1. ## Linear map

Show that the linear map $T:\wp_2 \to \wp_2$ defined by $T(\alpha_0+\alpha_1 x+\alpha_2x^2)=(\alpha_0+\alpha_1)+(\alpha_1+2\alp ha_2)x+(\alpha_0+\alpha_1+\alpha_2)x^2$ is non-singular and find its inverse.

2. Originally Posted by kjchauhan
Show that the linear map $T:\wp_2 \to \wp_2$ defined by $T(\alpha_0+\alpha_1 x+\alpha_2x^2)=(\alpha_0+\alpha_1)+(\alpha_1+2\alp ha_2)x+(\alpha_0+\alpha_1+\alpha_2)x^2$ is non-singular and find its inverse.

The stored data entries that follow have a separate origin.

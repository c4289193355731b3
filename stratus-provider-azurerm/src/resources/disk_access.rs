//! Disk access

use std::collections::HashMap;

use async_trait::async_trait;
use serde_json::{Value as Json, json};
use stratus_core::identifier::ResourceIdentifier;
use stratus_core::provider::ProviderResult;
use stratus_core::resource::{Attributes, Resource, Value};
use stratus_core::schema::ResourceSchema;

use crate::lifecycle::{ProviderContext, StandaloneKind, require_segments};
use crate::utils::{expand_tags, flatten_tags, normalize_location, str_at};

use super::{COMPUTE_API_VERSION, location_attribute, name_attribute, resource_group_attribute, tags_attribute};

pub const TYPE_NAME: &str = "disk_access";

pub struct DiskAccess;

pub struct DiskAccessConfig {
    pub name: String,
    pub resource_group_name: String,
    pub location: String,
    pub tags: Option<HashMap<String, Value>>,
}

#[async_trait]
impl StandaloneKind for DiskAccess {
    type Config = DiskAccessConfig;

    fn type_name(&self) -> &'static str {
        TYPE_NAME
    }

    fn display_name(&self) -> &'static str {
        "Disk Access"
    }

    fn api_version(&self) -> &'static str {
        COMPUTE_API_VERSION
    }

    fn schema(&self) -> ResourceSchema {
        ResourceSchema::new(TYPE_NAME)
            .attribute(name_attribute())
            .attribute(resource_group_attribute())
            .attribute(location_attribute())
            .attribute(tags_attribute())
    }

    fn parse_config(&self, resource: &Resource) -> ProviderResult<DiskAccessConfig> {
        Ok(DiskAccessConfig {
            name: resource.require_str("name")?.to_string(),
            resource_group_name: resource.require_str("resource_group_name")?.to_string(),
            location: normalize_location(resource.require_str("location")?),
            tags: resource.get_map("tags").cloned(),
        })
    }

    fn identity(
        &self,
        config: &DiskAccessConfig,
        subscription_id: &str,
    ) -> ProviderResult<ResourceIdentifier> {
        Ok(ResourceIdentifier::subscription(subscription_id)
            .resource_group(&config.resource_group_name)
            .provider("Microsoft.Compute")
            .child("diskAccesses", &config.name))
    }

    fn validate_identifier(&self, id: &ResourceIdentifier) -> ProviderResult<()> {
        require_segments(id, &["resourceGroups", "diskAccesses"])
    }

    async fn build_payload(
        &self,
        _ctx: &ProviderContext,
        config: &DiskAccessConfig,
        _id: &ResourceIdentifier,
    ) -> ProviderResult<Json> {
        Ok(json!({
            "name": config.name,
            "location": config.location,
            "tags": expand_tags(config.tags.as_ref()),
        }))
    }

    fn flatten(&self, id: &ResourceIdentifier, body: &Json) -> ProviderResult<HashMap<String, Value>> {
        let mut attributes = HashMap::new();
        let name = str_at(body, &["name"]).unwrap_or(id.name());
        attributes.insert("name".to_string(), Value::from(name));
        attributes.insert(
            "resource_group_name".to_string(),
            Value::from(id.require("resourceGroups")?),
        );
        if let Some(location) = str_at(body, &["location"]) {
            attributes.insert("location".to_string(), Value::from(normalize_location(location)));
        }
        attributes.insert("tags".to_string(), Value::Map(flatten_tags(body.get("tags"))));
        Ok(attributes)
    }
}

It is hard to answer a question like that when we do not know your definition of singular linear transformation or the theorems you know.
Try one of these:
1)Show the determinant of T is non zero by computing the matrix of T (fixing a basis) and then invert the matrix and then finally get inverse of T.
2)Show that T is one-one and onto. Let F be the inverse map, then $T\circ F = \text{Id}$. So compute F directly from that.

The second method is messy but it only uses definition of inverse.